こんにちは。藤井です。
今回はイタリア生地、その中でも5大ブランドをご紹介します。生地の生産地で世界3大生産地は下記の産地です。
この3ヶ所は世界3大毛織物産地と称されています。
尾州とは愛知県尾張西部から岐阜県西濃地区までの地域の総称です。世界3大毛織物産地の一つに日本が入ってるのは誇らしいですが、日本の生地の話はまた別の機会にして、今回はイタリアの生地の5大ブランドについてお話ししていきますね。
生地が有名なのはイタリアとイギリスです。我々テーラーで扱っている多くの生地はこの二カ国がほとんどと言え、+ヨーロッパの国の生地です。もちろん日本の生地も扱ってますが、主力はやはりイタリア、イギリスの生地です。
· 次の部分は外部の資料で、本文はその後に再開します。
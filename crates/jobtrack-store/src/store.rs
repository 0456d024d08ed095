//! Main store implementation for database operations.
//!
//! The `Store` type provides all CRUD operations for users and jobs on top
//! of a MongoDB database.

use bson::doc;
use futures::TryStreamExt;
use mongodb::options::{ClientOptions, ReturnDocument};
use mongodb::{Client, Collection, Database};

use jobtrack_core::{Job, JobId, UserId};

use crate::error::{StoreError, StoreResult};
use crate::models::{JobDoc, JobUpdate, NewUser, UserDoc};

/// Name of the users collection.
const USERS_COLLECTION: &str = "users";
/// Name of the jobs collection.
const JOBS_COLLECTION: &str = "jobs";

/// Configuration for connecting to the database.
#[derive(Debug, Clone)]
pub struct StoreConfig {
    /// MongoDB connection URI.
    pub uri: String,
    /// Database name.
    pub database: String,
    /// Application name reported to the server.
    pub app_name: String,
}

impl Default for StoreConfig {
    fn default() -> Self {
        Self {
            uri: "mongodb://localhost:27017".to_string(),
            database: "jobtracker".to_string(),
            app_name: "jobtrack-server".to_string(),
        }
    }
}

impl StoreConfig {
    /// Create configuration from environment variables.
    ///
    /// Reads:
    /// - `MONGODB_URI` - Required connection string
    /// - `MONGODB_DB` - Optional database name, defaults to "jobtracker"
    pub fn from_env() -> StoreResult<Self> {
        let uri = std::env::var("MONGODB_URI").map_err(|_| {
            StoreError::ConfigError("MONGODB_URI environment variable not set".to_string())
        })?;

        let database =
            std::env::var("MONGODB_DB").unwrap_or_else(|_| "jobtracker".to_string());

        Ok(Self {
            uri,
            database,
            app_name: "jobtrack-server".to_string(),
        })
    }
}

/// Database store for the Job Tracker API.
///
/// Cheap to clone; the underlying client manages its own connection pool.
#[derive(Debug, Clone)]
pub struct Store {
    db: Database,
}

impl Store {
    /// Connect to the database with the given configuration.
    ///
    /// Issues a `ping` command so that an unreachable server or a bad
    /// connection string fails here instead of on the first request.
    pub async fn connect(config: StoreConfig) -> StoreResult<Self> {
        tracing::info!(database = %config.database, "Connecting to MongoDB...");

        let mut options = ClientOptions::parse(&config.uri).await?;
        options.app_name = Some(config.app_name.clone());

        let client = Client::with_options(options)?;
        let db = client.database(&config.database);

        db.run_command(doc! { "ping": 1 }).await?;
        tracing::info!(database = %config.database, "Connected to MongoDB");

        Ok(Self { db })
    }

    /// Create a store from an existing database handle.
    ///
    /// The handle is not pinged; used by tests that never touch the server.
    pub fn from_database(db: Database) -> Self {
        Self { db }
    }

    fn users(&self) -> Collection<UserDoc> {
        self.db.collection(USERS_COLLECTION)
    }

    fn jobs(&self) -> Collection<JobDoc> {
        self.db.collection(JOBS_COLLECTION)
    }

    // ==================== User Operations ====================

    /// Insert a new user account.
    ///
    /// Returns `DuplicateUser` if the username is already taken. The check
    /// is a find-then-insert and there is no unique index on `username`,
    /// so two concurrent registrations of the same name can race past it.
    pub async fn create_user(&self, new_user: NewUser) -> StoreResult<UserDoc> {
        let existing = self
            .users()
            .find_one(doc! { "username": &new_user.username })
            .await?;
        if existing.is_some() {
            return Err(StoreError::DuplicateUser(new_user.username));
        }

        let user = new_user.into_doc();
        self.users().insert_one(&user).await?;

        tracing::debug!(user_id = %user.id, username = %user.username, "Inserted user");
        Ok(user)
    }

    /// Look up a user by username.
    pub async fn get_user_by_username(&self, username: &str) -> StoreResult<Option<UserDoc>> {
        let user = self.users().find_one(doc! { "username": username }).await?;
        Ok(user)
    }

    /// Look up a user by id, failing if absent.
    pub async fn get_user_by_id(&self, user_id: UserId) -> StoreResult<UserDoc> {
        self.users()
            .find_one(doc! { "_id": bson::Uuid::from_uuid_1(user_id.0) })
            .await?
            .ok_or(StoreError::UserNotFound(user_id))
    }

    // ==================== Job Operations ====================

    /// Insert a new job record.
    pub async fn insert_job(&self, job: &Job) -> StoreResult<()> {
        self.jobs().insert_one(JobDoc::from(job)).await?;
        tracing::debug!(job_id = %job.id, user_id = %job.user_id, "Inserted job");
        Ok(())
    }

    /// Fetch a job owned by the given user.
    pub async fn get_job(&self, job_id: JobId, user_id: UserId) -> StoreResult<Job> {
        let doc = self
            .jobs()
            .find_one(doc! {
                "_id": bson::Uuid::from_uuid_1(job_id.0),
                "user_id": bson::Uuid::from_uuid_1(user_id.0),
            })
            .await?
            .ok_or(StoreError::JobNotFound(job_id))?;

        doc.try_into()
    }

    /// List all jobs owned by the given user, most recent first.
    pub async fn list_jobs(&self, user_id: UserId) -> StoreResult<Vec<Job>> {
        let mut cursor = self
            .jobs()
            .find(doc! { "user_id": bson::Uuid::from_uuid_1(user_id.0) })
            .sort(doc! { "created": -1 })
            .await?;

        let mut jobs = Vec::new();
        while let Some(doc) = cursor.try_next().await? {
            jobs.push(doc.try_into()?);
        }
        Ok(jobs)
    }

    /// Apply a partial update to a job owned by the given user.
    ///
    /// Returns the updated job. The `updated` timestamp is always refreshed.
    pub async fn update_job(
        &self,
        job_id: JobId,
        user_id: UserId,
        update: JobUpdate,
    ) -> StoreResult<Job> {
        let mut set = doc! { "updated": bson::DateTime::now() };
        let mut unset = bson::Document::new();

        if let Some(company) = update.company {
            set.insert("company", company);
        }
        if let Some(title) = update.title {
            set.insert("title", title);
        }
        if let Some(status) = update.status {
            set.insert("status", status.as_str());
        }
        match update.notes {
            Some(Some(notes)) => {
                set.insert("notes", notes);
            }
            Some(None) => {
                unset.insert("notes", "");
            }
            None => {}
        }

        let mut change = doc! { "$set": set };
        if !unset.is_empty() {
            change.insert("$unset", unset);
        }

        let doc = self
            .jobs()
            .find_one_and_update(
                doc! {
                    "_id": bson::Uuid::from_uuid_1(job_id.0),
                    "user_id": bson::Uuid::from_uuid_1(user_id.0),
                },
                change,
            )
            .return_document(ReturnDocument::After)
            .await?
            .ok_or(StoreError::JobNotFound(job_id))?;

        tracing::debug!(job_id = %job_id, user_id = %user_id, "Updated job");
        doc.try_into()
    }

    /// Delete a job owned by the given user.
    pub async fn delete_job(&self, job_id: JobId, user_id: UserId) -> StoreResult<()> {
        let result = self
            .jobs()
            .delete_one(doc! {
                "_id": bson::Uuid::from_uuid_1(job_id.0),
                "user_id": bson::Uuid::from_uuid_1(user_id.0),
            })
            .await?;

        if result.deleted_count == 0 {
            return Err(StoreError::JobNotFound(job_id));
        }

        tracing::debug!(job_id = %job_id, user_id = %user_id, "Deleted job");
        Ok(())
    }
}

#[cfg(test)]
mod tests {
    use super::*;

    #[test]
    fn test_default_config() {
        let config = StoreConfig::default();
        assert_eq!(config.uri, "mongodb://localhost:27017");
        assert_eq!(config.database, "jobtracker");
    }

    #[test]
    fn test_config_from_env() {
        // Single test owns these variables so parallel tests cannot race.
        // SAFETY: no other test in this binary touches MONGODB_URI/MONGODB_DB.
        unsafe { std::env::remove_var("MONGODB_URI") };
        unsafe { std::env::remove_var("MONGODB_DB") };

        let result = StoreConfig::from_env();
        assert!(matches!(result, Err(StoreError::ConfigError(_))));

        // SAFETY: see above.
        unsafe { std::env::set_var("MONGODB_URI", "mongodb://db.example:27017") };

        let config = StoreConfig::from_env().unwrap();
        assert_eq!(config.uri, "mongodb://db.example:27017");
        assert_eq!(config.database, "jobtracker");

        // SAFETY: see above.
        unsafe { std::env::remove_var("MONGODB_URI") };
    }
}
//! Document models for the storage layer.
//!
//! These types map directly to MongoDB documents and are separate from the
//! domain types in jobtrack-core, so the wire representation (binary UUIDs,
//! BSON datetimes, status strings) can evolve without touching the domain.

use bson::serde_helpers::{chrono_datetime_as_bson_datetime, uuid_1_as_binary};
use chrono::{DateTime, Utc};
use jobtrack_core::{Job, JobId, JobStatus, User, UserId};
use serde::{Deserialize, Serialize};
use uuid::Uuid;

use crate::error::StoreError;

/// Document in the `users` collection.
#[derive(Debug, Clone, Serialize, Deserialize)]
pub struct UserDoc {
    /// UserId stored as a BSON binary UUID.
    #[serde(rename = "_id", with = "uuid_1_as_binary")]
    pub id: Uuid,
    pub username: String,
    /// Argon2 PHC-format password hash.
    pub password_hash: String,
    #[serde(with = "chrono_datetime_as_bson_datetime")]
    pub created: DateTime<Utc>,
}

impl UserDoc {
    /// Typed user id.
    #[must_use]
    pub fn user_id(&self) -> UserId {
        UserId::from_uuid(self.id)
    }
}

impl From<&UserDoc> for User {
    fn from(doc: &UserDoc) -> Self {
        Self {
            id: UserId::from_uuid(doc.id),
            username: doc.username.clone(),
            created: doc.created,
        }
    }
}

/// Input for creating a new user account.
#[derive(Debug, Clone)]
pub struct NewUser {
    pub username: String,
    pub password_hash: String,
}

impl NewUser {
    /// Materialize a full document with a fresh id and timestamp.
    #[must_use]
    pub fn into_doc(self) -> UserDoc {
        UserDoc {
            id: Uuid::new_v4(),
            username: self.username,
            password_hash: self.password_hash,
            created: Utc::now(),
        }
    }
}

/// Document in the `jobs` collection.
#[derive(Debug, Clone, Serialize, Deserialize)]
pub struct JobDoc {
    /// JobId stored as a BSON binary UUID.
    #[serde(rename = "_id", with = "uuid_1_as_binary")]
    pub id: Uuid,
    /// Owning user, stored as a BSON binary UUID.
    #[serde(with = "uuid_1_as_binary")]
    pub user_id: Uuid,
    pub company: String,
    pub title: String,
    /// Status stored as its canonical lowercase name.
    pub status: String,
    #[serde(skip_serializing_if = "Option::is_none")]
    pub notes: Option<String>,
    #[serde(with = "chrono_datetime_as_bson_datetime")]
    pub created: DateTime<Utc>,
    #[serde(with = "chrono_datetime_as_bson_datetime")]
    pub updated: DateTime<Utc>,
}

impl From<&Job> for JobDoc {
    fn from(job: &Job) -> Self {
        Self {
            id: job.id.0,
            user_id: job.user_id.0,
            company: job.company.clone(),
            title: job.title.clone(),
            status: job.status.as_str().to_string(),
            notes: job.notes.clone(),
            created: job.created,
            updated: job.updated,
        }
    }
}

impl TryFrom<JobDoc> for Job {
    type Error = StoreError;

    fn try_from(doc: JobDoc) -> Result<Self, Self::Error> {
        let status: JobStatus = doc.status.parse()?;
        Ok(Self {
            id: JobId::from_uuid(doc.id),
            user_id: UserId::from_uuid(doc.user_id),
            company: doc.company,
            title: doc.title,
            status,
            notes: doc.notes,
            created: doc.created,
            updated: doc.updated,
        })
    }
}

/// Partial update applied to a job document.
///
/// `None` fields are left untouched. `notes` uses a nested Option so that
/// `Some(None)` clears the notes while `None` leaves them alone.
#[derive(Debug, Clone, Default)]
pub struct JobUpdate {
    pub company: Option<String>,
    pub title: Option<String>,
    pub status: Option<JobStatus>,
    pub notes: Option<Option<String>>,
}

impl JobUpdate {
    /// Whether this update changes anything.
    #[must_use]
    pub fn is_empty(&self) -> bool {
        self.company.is_none()
            && self.title.is_none()
            && self.status.is_none()
            && self.notes.is_none()
    }
}

#[cfg(test)]
mod tests {
    use super::*;

    #[test]
    fn user_doc_bson_roundtrip() {
        let doc = NewUser {
            username: "alice".to_string(),
            password_hash: "$argon2id$stub".to_string(),
        }
        .into_doc();

        let raw = bson::to_document(&doc).unwrap();
        // The id must be a binary UUID under "_id", not a string.
        assert!(matches!(raw.get("_id"), Some(bson::Bson::Binary(_))));

        let parsed: UserDoc = bson::from_document(raw).unwrap();
        assert_eq!(parsed.id, doc.id);
        assert_eq!(parsed.username, "alice");
    }

    #[test]
    fn user_doc_converts_to_domain_user() {
        let doc = NewUser {
            username: "alice".to_string(),
            password_hash: "$argon2id$stub".to_string(),
        }
        .into_doc();

        let user = User::from(&doc);
        assert_eq!(user.id, doc.user_id());
        assert_eq!(user.username, doc.username);
        assert_eq!(user.created, doc.created);

        // The domain type must not leak credentials.
        let json = serde_json::to_value(&user).unwrap();
        assert!(json.get("password_hash").is_none());
    }

    #[test]
    fn job_doc_domain_roundtrip() {
        let job = Job::new(UserId::new(), "Acme", "Platform Engineer");
        let doc = JobDoc::from(&job);
        assert_eq!(doc.status, "applied");

        let back: Job = doc.try_into().unwrap();
        assert_eq!(back, job);
    }

    #[test]
    fn job_doc_invalid_status_rejected() {
        let job = Job::new(UserId::new(), "Acme", "Platform Engineer");
        let mut doc = JobDoc::from(&job);
        doc.status = "ghosted".to_string();

        let err = Job::try_from(doc).unwrap_err();
        assert!(matches!(err, StoreError::InvalidStatus(_)));
    }

    #[test]
    fn job_doc_omits_empty_notes() {
        let job = Job::new(UserId::new(), "Acme", "Platform Engineer");
        let raw = bson::to_document(&JobDoc::from(&job)).unwrap();
        assert!(!raw.contains_key("notes"));
    }

    #[test]
    fn job_update_emptiness() {
        assert!(JobUpdate::default().is_empty());
        let update = JobUpdate {
            status: Some(JobStatus::Offer),
            ..Default::default()
        };
        assert!(!update.is_empty());
    }
}
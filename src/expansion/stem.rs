//! Stemmer expander.

use log::trace;

use crate::error::Result;
use crate::expansion::expander::{
    ExpanderState, ExpansionContext, QueryExpander, STEMMER_EXPANDER_NAME, StemmerState,
};
use crate::expansion::token::{ExpansionSink, QueryToken, STEM_PREFIX};

/// Expander emitting the stem of a token.
///
/// For languages written with word separators the stem is emitted twice: once
/// with the [`STEM_PREFIX`] marker, and once bare if it differs from the
/// token. Logographic text is segmented and emitted as a phrase instead.
#[derive(Debug, Clone, Copy, Default)]
pub struct StemmerExpander;

impl StemmerExpander {
    /// Create a new stemmer expander.
    pub fn new() -> Self {
        StemmerExpander
    }
}

impl QueryExpander for StemmerExpander {
    fn expand(
        &self,
        ctx: &ExpansionContext<'_>,
        state: &mut ExpanderState,
        token: &QueryToken,
        sink: &mut dyn ExpansionSink,
    ) -> Result<()> {
        match state.stemmer(ctx.language) {
            StemmerState::Affix(stemmer) => {
                let stem = stemmer.stem(token.text());
                if stem.is_empty() {
                    return Ok(());
                }
                trace!("stemmed '{}' to '{stem}'", token.text());
                sink.expand_token(format!("{STEM_PREFIX}{stem}"), 0);
                if stem != token.text() {
                    sink.expand_token(stem, 0);
                }
            }
            StemmerState::Segmenting(segmenter) => {
                let words = segmenter.segment(token.text());
                if !words.is_empty() {
                    sink.expand_phrase(words, token.flags());
                }
            }
        }
        Ok(())
    }

    fn name(&self) -> &str {
        STEMMER_EXPANDER_NAME
    }
}

#[cfg(test)]
mod tests {
    use super::*;
    use crate::expansion::language::Language;
    use crate::expansion::schema::IndexSchema;
    use crate::expansion::token::Expansion;

    fn expand(language: Language, token: QueryToken) -> Vec<Expansion> {
        let schema = IndexSchema::new();
        let ctx = ExpansionContext::new(language, &schema);
        let mut out = Vec::new();
        StemmerExpander::new()
            .expand(&ctx, &mut ExpanderState::new(), &token, &mut out)
            .unwrap();
        out
    }

    #[test]
    fn test_stem_differs_from_token() {
        let out = expand(Language::English, QueryToken::new("running"));
        let texts: Vec<_> = out.iter().filter_map(Expansion::text).collect();
        assert_eq!(texts, vec!["+run", "run"]);
    }

    #[test]
    fn test_stem_equals_token() {
        let out = expand(Language::English, QueryToken::new("run"));
        let texts: Vec<_> = out.iter().filter_map(Expansion::text).collect();
        assert_eq!(texts, vec!["+run"]);
    }

    #[test]
    fn test_chinese_emits_phrase() {
        let out = expand(Language::Chinese, QueryToken::new("中文").with_flags(7));
        assert_eq!(
            out,
            vec![Expansion::Phrase {
                tokens: vec!["中".to_string(), "文".to_string()],
                flags: 7,
            }]
        );
    }

    #[test]
    fn test_stemmer_follows_query_language() {
        let out = expand(Language::German, QueryToken::new("häuser"));
        let texts: Vec<_> = out.iter().filter_map(Expansion::text).collect();
        assert_eq!(texts, vec!["+haus", "haus"]);

        let out = expand(Language::Russian, QueryToken::new("книги"));
        let texts: Vec<_> = out.iter().filter_map(Expansion::text).collect();
        assert_eq!(texts, vec!["+книг", "книг"]);
    }
}
//! DisMax-style scoring.
//!
//! Leaves score `weight * freq`; intersections sum and unions take the
//! maximum of their children before applying their own weight. No document
//! score or normalization is applied, so the value reflects only the shape of
//! the match.

use crate::scoring::context::{DocumentMetadata, ScoringContext};
use crate::scoring::explain::{ScoreExplain, Scored};
use crate::scoring::result::ResultNode;
use crate::scoring::scorer::{DISMAX_SCORER_NAME, ScoreResult, Scorer, fold_children};

/// DisMax value of a result subtree.
pub fn raw_dismax(node: &ResultNode, explain: bool) -> Scored {
    match node {
        ResultNode::Term(_) | ResultNode::Virtual(_) => {
            let (weight, freq) = (node.weight(), node.freq());
            let score = weight * f64::from(freq);
            Scored::new(score, explain, || {
                format!(
                    "DISMAX {:.2} = Weight {:.2} * Frequency {}",
                    score, weight, freq
                )
            })
        }
        ResultNode::Aggregate(agg) => {
            let (children, explains) = fold_children(agg, explain, |c| raw_dismax(c, explain));
            let score = agg.weight * children;
            Scored {
                value: score,
                explain: explain.then(|| {
                    ScoreExplain::with_children(
                        format!(
                            "{:.2} = Weight {:.2} * children DISMAX {:.2}",
                            score, agg.weight, children
                        ),
                        explains,
                    )
                }),
            }
        }
    }
}

/// DisMax-style scorer.
#[derive(Debug, Clone, Copy, Default, PartialEq, Eq)]
pub struct DisMaxScorer;

impl DisMaxScorer {
    /// Create a new DisMax scorer.
    pub fn new() -> Self {
        DisMaxScorer
    }
}

impl Scorer for DisMaxScorer {
    fn score(
        &self,
        ctx: &ScoringContext,
        result: &ResultNode,
        _dmd: &DocumentMetadata,
        _min_score: f64,
    ) -> ScoreResult {
        raw_dismax(result, ctx.explain()).into()
    }

    fn name(&self) -> &str {
        DISMAX_SCORER_NAME
    }
}
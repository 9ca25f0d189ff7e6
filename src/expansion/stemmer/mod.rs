//! Stemmers and word segmenters used by the stemmer expander.

pub mod snowball;

use unicode_segmentation::UnicodeSegmentation;

pub use snowball::SnowballStemmer;

use crate::expansion::language::Language;

/// Trait for stemming algorithms.
pub trait Stemmer: Send + Sync {
    /// Stem a word to its root form. An empty string means no stem.
    fn stem(&self, word: &str) -> String;

    /// Get the name of this stemmer.
    fn name(&self) -> &'static str;
}

/// The affix stemmer of a language.
///
/// Returns `None` for scripts written without word separators; those are
/// segmented with [`WordSegmenter`] instead.
pub fn stemmer_for(language: Language) -> Option<Box<dyn Stemmer>> {
    SnowballStemmer::for_language(language).map(|stemmer| Box::new(stemmer) as Box<dyn Stemmer>)
}

/// Splits text of scripts without spaces into words (UAX #29).
///
/// Ideographs are emitted one per word.
///
/// # Examples
///
/// ```
/// use rankwell::expansion::stemmer::WordSegmenter;
///
/// let words = WordSegmenter::new().segment("搜索引擎");
/// assert_eq!(words, vec!["搜", "索", "引", "擎"]);
/// ```
#[derive(Debug, Clone, Copy, Default)]
pub struct WordSegmenter;

impl WordSegmenter {
    /// Create a new segmenter.
    pub fn new() -> Self {
        WordSegmenter
    }

    /// Split `text` into words, dropping punctuation and whitespace.
    pub fn segment(&self, text: &str) -> Vec<String> {
        text.unicode_words().map(str::to_string).collect()
    }
}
そんな中で今回お伝えしたいのがイタリア5大生地メーカー。名前くらいは聞いた事があるかもしれませんが、5大メーカーのその特徴をお伝えしていきます。
イタリア5大生地メーカー
イタリアは生地で有名ですが、その中でも5大ブランドと言われる生地ブランドをご紹介していきます。
Ermenegildo Zegna(エルメネジルド・ゼニア)社
まず最初に来るのはやはりゼニアでしょう。
正式名称はエルメネジルド・ゼニアで、ちょっと舌を噛みそうですよね。わたしもラストネームを覚えるのに少し時間がかかりました(笑)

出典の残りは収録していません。